Figure 6. Senolytic therapy blunts the increase in senescent osteocytes in mice with breast cancer bone metastasis.

(a) Experimental design. (b) Representative in vivo bioluminescence images and luminescence quantification in control mice (naïve) vs. mice with EO771 breast cancer bone metastasis (BCa) treated with vehicle (veh) or the senolytics Dasatinib and Quercetin (DQ). n=10 mice/group. (c) Representative images and prevalence of p16^Ink4a+ primary osteocytes in bones from naïve and breast cancer mice receiving veh or DQ three weeks after tumor inoculation. Black arrows indicate p16^Ink4a+ osteocytes. Blue dashed lines indicate the bone surface. n=5–8 mice/group. (d) Representative images and prevalence of senescence-associated distension of satellites (SADS)⁺ primary osteocytes in bones from naïve and BCa mice receiving veh or DQ three weeks after tumor inoculation. Yellow arrows indicate SADS events.
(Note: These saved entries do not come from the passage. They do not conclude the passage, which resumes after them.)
//! Keyed collection of built indexes.
//!
//! The store is the only holder of index state. It is constructed once at
//! startup and shared by the ingestion and answering pipelines.

use super::{StorePolicy, VectorIndex};
use crate::config::StoreSettings;
use crate::error::{DocqaError, Result};
use chrono::{DateTime, Utc};
use serde::{Deserialize, Serialize};
use std::collections::HashMap;
use std::sync::Arc;
use std::time::Duration;
use tokio::sync::{Mutex, OwnedMutexGuard, RwLock};
use tracing::{debug, info};
use uuid::Uuid;

/// Build-lock key shared by every ingestion under the single-slot policy.
const SINGLE_SLOT_KEY: &str = "single-slot";

/// Opaque identifier of one ingested source's index.
#[derive(Debug, Clone, PartialEq, Eq, Hash, Serialize, Deserialize)]
#[serde(transparent)]
pub struct DocumentHandle(String);

impl DocumentHandle {
    /// A freshly generated unique handle.
    pub fn generate() -> Self {
        Self(Uuid::new_v4().to_string())
    }

    pub fn as_str(&self) -> &str {
        &self.0
    }
}

impl From<String> for DocumentHandle {
    fn from(value: String) -> Self {
        Self(value)
    }
}

impl From<&str> for DocumentHandle {
    fn from(value: &str) -> Self {
        Self(value.to_string())
    }
}

impl std::fmt::Display for DocumentHandle {
    fn fmt(&self, f: &mut std::fmt::Formatter<'_>) -> std::fmt::Result {
        f.write_str(&self.0)
    }
}

/// Optional bounds on how many indexes are kept and for how long.
#[derive(Debug, Clone, Copy, Default, PartialEq, Eq)]
pub struct EvictionPolicy {
    /// Keep at most this many indexes; the oldest-built are evicted first.
    pub max_entries: Option<usize>,
    /// Indexes older than this are invisible to lookups and purged on the next write.
    pub ttl: Option<Duration>,
}

impl From<&StoreSettings> for EvictionPolicy {
    fn from(settings: &StoreSettings) -> Self {
        Self {
            max_entries: settings.max_entries,
            ttl: settings.ttl_seconds.map(Duration::from_secs),
        }
    }
}

/// Summary of a stored index.
#[derive(Debug, Clone, Serialize)]
pub struct IndexInfo {
    pub handle: DocumentHandle,
    pub passages: usize,
    pub embedding_model: String,
    pub built_at: DateTime<Utc>,
    pub is_default: bool,
}

struct StoredIndex {
    index: Arc<VectorIndex>,
    built_at: DateTime<Utc>,
}

#[derive(Default)]
struct StoreState {
    entries: HashMap<DocumentHandle, StoredIndex>,
    default: Option<DocumentHandle>,
}

/// Held while an index is being built; serializes builds sharing a key.
pub struct BuildGuard {
    _guard: OwnedMutexGuard<()>,
}

/// Mapping from document handle to vector index, plus a "most recent" default.
pub struct IndexStore {
    policy: StorePolicy,
    eviction: EvictionPolicy,
    state: RwLock<StoreState>,
    build_locks: Mutex<HashMap<String, Arc<Mutex<()>>>>,
}

impl IndexStore {
    pub fn new(policy: StorePolicy, eviction: EvictionPolicy) -> Self {
        Self {
            policy,
            eviction,
            state: RwLock::new(StoreState::default()),
            build_locks: Mutex::new(HashMap::new()),
        }
    }

    pub fn from_settings(settings: &StoreSettings) -> Self {
        Self::new(settings.policy, EvictionPolicy::from(settings))
    }

    pub fn policy(&self) -> StorePolicy {
        self.policy
    }

    /// Look up an index by handle.
    pub async fn get(&self, handle: &DocumentHandle) -> Result<Arc<VectorIndex>> {
        let state = self.state.read().await;
        let now = Utc::now();
        state
            .entries
            .get(handle)
            .filter(|stored| !self.is_expired(stored, now))
            .map(|stored| stored.index.clone())
            .ok_or_else(|| DocqaError::UnknownHandle(handle.to_string()))
    }

    /// Resolve an explicit handle, or the default when none is given.
    pub async fn resolve(
        &self,
        handle: Option<&DocumentHandle>,
    ) -> Result<(DocumentHandle, Arc<VectorIndex>)> {
        if let Some(handle) = handle {
            let index = self.get(handle).await?;
            return Ok((handle.clone(), index));
        }

        let state = self.state.read().await;
        let now = Utc::now();
        state
            .default
            .as_ref()
            .and_then(|handle| {
                state
                    .entries
                    .get(handle)
                    .filter(|stored| !self.is_expired(stored, now))
                    .map(|stored| (handle.clone(), stored.index.clone()))
            })
            .ok_or(DocqaError::NoIndex)
    }

    /// Whether a live index exists under `handle`.
    pub async fn contains(&self, handle: &DocumentHandle) -> bool {
        self.get(handle).await.is_ok()
    }

    /// The current default handle, if it still resolves.
    pub async fn default_handle(&self) -> Option<DocumentHandle> {
        self.resolve(None).await.ok().map(|(handle, _)| handle)
    }

    /// Store a fully built index under `handle` and make it the default.
    ///
    /// Under the single-slot policy every other entry is dropped; under the
    /// per-source policy only an entry with the same handle is replaced.
    pub async fn insert(&self, handle: DocumentHandle, index: VectorIndex) -> DocumentHandle {
        let mut state = self.state.write().await;
        let now = Utc::now();

        self.purge_expired(&mut state, now);

        if self.policy == StorePolicy::SingleSlot && !state.entries.is_empty() {
            debug!("Single-slot store: dropping {} previous index(es)", state.entries.len());
            state.entries.clear();
        }

        let passages = index.len();
        let replaced = state
            .entries
            .insert(
                handle.clone(),
                StoredIndex {
                    index: Arc::new(index),
                    built_at: now,
                },
            )
            .is_some();
        state.default = Some(handle.clone());

        self.enforce_capacity(&mut state, &handle);

        info!(
            handle = %handle,
            passages,
            replaced,
            entries = state.entries.len(),
            "Stored index"
        );

        handle
    }

    /// Evict the index stored under `handle`.
    pub async fn remove(&self, handle: &DocumentHandle) -> bool {
        let mut state = self.state.write().await;
        let removed = state.entries.remove(handle).is_some();
        if state.default.as_ref() == Some(handle) {
            state.default = None;
        }
        removed
    }

    /// Describe every live index, most recently built first.
    pub async fn list(&self) -> Vec<IndexInfo> {
        let state = self.state.read().await;
        let now = Utc::now();

        let mut infos: Vec<IndexInfo> = state
            .entries
            .iter()
            .filter(|(_, stored)| !self.is_expired(stored, now))
            .map(|(handle, stored)| IndexInfo {
                handle: handle.clone(),
                passages: stored.index.len(),
                embedding_model: stored.index.embedding_model().to_string(),
                built_at: stored.built_at,
                is_default: state.default.as_ref() == Some(handle),
            })
            .collect();

        infos.sort_by(|a, b| b.built_at.cmp(&a.built_at));
        infos
    }

    /// Number of live indexes.
    pub async fn len(&self) -> usize {
        self.list().await.len()
    }

    pub async fn is_empty(&self) -> bool {
        self.len().await == 0
    }

    /// Serialize builds that would write the same slot.
    ///
    /// Under the single-slot policy all builds share one lock. Under the
    /// per-source policy builds with the same cache key share a lock and
    /// builds without a key proceed unserialized.
    pub async fn lock_for_build(&self, cache_key: Option<&str>) -> Option<BuildGuard> {
        let key = match (self.policy, cache_key) {
            (StorePolicy::SingleSlot, _) => SINGLE_SLOT_KEY,
            (StorePolicy::PerSource, Some(key)) => key,
            (StorePolicy::PerSource, None) => return None,
        };

        let lock = {
            let mut locks = self.build_locks.lock().await;
            // Locks nobody holds or waits on are only referenced by the map.
            locks.retain(|_, lock| Arc::strong_count(lock) > 1);
            locks
                .entry(key.to_string())
                .or_insert_with(|| Arc::new(Mutex::new(())))
                .clone()
        };

        Some(BuildGuard {
            _guard: lock.lock_owned().await,
        })
    }

    fn is_expired(&self, stored: &StoredIndex, now: DateTime<Utc>) -> bool {
        match self.eviction.ttl {
            Some(ttl) => {
                let age = now.signed_duration_since(stored.built_at);
                chrono::Duration::from_std(ttl).map_or(false, |ttl| age >= ttl)
            }
            None => false,
        }
    }

    fn purge_expired(&self, state: &mut StoreState, now: DateTime<Utc>) {
        if self.eviction.ttl.is_none() {
            return;
        }
        let before = state.entries.len();
        state.entries.retain(|_, stored| !self.is_expired(stored, now));
        if let Some(default) = &state.default {
            if !state.entries.contains_key(default) {
                state.default = None;
            }
        }
        let purged = before - state.entries.len();
        if purged > 0 {
            debug!("Purged {} expired index(es)", purged);
        }
    }

    fn enforce_capacity(&self, state: &mut StoreState, keep: &DocumentHandle) {
        let Some(max_entries) = self.eviction.max_entries else {
            return;
        };

        while state.entries.len() > max_entries {
            let oldest = state
                .entries
                .iter()
                .filter(|(handle, _)| *handle != keep)
                .min_by_key(|(_, stored)| stored.built_at)
                .map(|(handle, _)| handle.clone());

            match oldest {
                Some(handle) => {
                    debug!(handle = %handle, "Evicting oldest index");
                    state.entries.remove(&handle);
                }
                None => break,
            }
        }
    }
}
Blue dashed lines indicate the nuclei’s contour. C-FISH: centromere-FISH. n=3 mice/group. (e) Representative images and prevalence of MMP13⁺ primary osteocytes in bones from naïve and BCa mice receiving veh or DQ three weeks after tumor inoculation. Yellow dashed lines indicate the bone surface. n=3/group. *p<0.05 vs. vehicle by One Way ANOVA. Data are shown as mean ± SD; each dot represents an independent sample.